Problem statement ->
Where the string "height" shows up in a line of the records, copy that line.
[[ Material provided, beginning ]]
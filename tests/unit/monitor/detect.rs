//! Validates compositor output parsing

use comfywall::monitor::detect::{parse_hyprland, parse_niri, parse_sway};
use comfywall::monitor::Monitor;
use serde_json::Value;

fn monitor(name: &str, resolution: &str) -> Monitor {
    Monitor {
        name: name.to_string(),
        resolution: resolution.to_string(),
    }
}

#[test]
fn test_parse_niri_uses_current_mode_index() {
    let value: Value = serde_json::from_str(
        r#"{
            "DP-1": {
                "modes": [
                    {"width": 1920, "height": 1080},
                    {"width": 2560, "height": 1440}
                ],
                "current_mode": 1
            }
        }"#,
    )
    .expect("valid JSON");

    assert_eq!(parse_niri(&value), vec![monitor("DP-1", "2560x1440")]);
}

#[test]
fn test_parse_niri_skips_outputs_without_mode() {
    let value: Value = serde_json::from_str(
        r#"{
            "DP-1": {"modes": [], "current_mode": 0},
            "DP-2": {"modes": [{"width": 1920, "height": 1080}], "current_mode": 0}
        }"#,
    )
    .expect("valid JSON");

    assert_eq!(parse_niri(&value), vec![monitor("DP-2", "1920x1080")]);
}

#[test]
fn test_parse_sway_skips_inactive_outputs() {
    let value: Value = serde_json::from_str(
        r#"[
            {"name": "DP-1", "active": true, "current_mode": {"width": 2560, "height": 1440}},
            {"name": "HDMI-A-1", "active": false, "current_mode": {"width": 1920, "height": 1080}}
        ]"#,
    )
    .expect("valid JSON");

    assert_eq!(parse_sway(&value), vec![monitor("DP-1", "2560x1440")]);
}

#[test]
fn test_parse_sway_tolerates_missing_active_flag() {
    let value: Value = serde_json::from_str(
        r#"[{"name": "eDP-1", "current_mode": {"width": 2880, "height": 1800}}]"#,
    )
    .expect("valid JSON");

    assert_eq!(parse_sway(&value), vec![monitor("eDP-1", "2880x1800")]);
}

#[test]
fn test_parse_hyprland_reads_top_level_dimensions() {
    let value: Value = serde_json::from_str(
        r#"[
            {"name": "DP-1", "width": 3440, "height": 1440},
            {"name": "HDMI-A-1", "width": 1920, "height": 1080}
        ]"#,
    )
    .expect("valid JSON");

    assert_eq!(
        parse_hyprland(&value),
        vec![monitor("DP-1", "3440x1440"), monitor("HDMI-A-1", "1920x1080")]
    );
}

#[test]
fn test_parsers_tolerate_wrong_shapes() {
    let wrong: Value = serde_json::from_str("42").expect("valid JSON");
    assert!(parse_niri(&wrong).is_empty());
    assert!(parse_sway(&wrong).is_empty());
    assert!(parse_hyprland(&wrong).is_empty());
}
[[ Material provided, end ]]
Exercise result ->
                    {"width": 1920, "height": 1080},
                    {"width": 2560, "height": 1440}
            "DP-2": {"modes": [{"width": 1920, "height": 1080}], "current_mode": 0}
            {"name": "DP-1", "active": true, "current_mode": {"width": 2560, "height": 1440}},
            {"name": "HDMI-A-1", "active": false, "current_mode": {"width": 1920, "height": 1080}}
        r#"[{"name": "eDP-1", "current_mode": {"width": 2880, "height": 1800}}]"#,
            {"name": "DP-1", "width": 3440, "height": 1440},
            {"name": "HDMI-A-1", "width": 1920, "height": 1080}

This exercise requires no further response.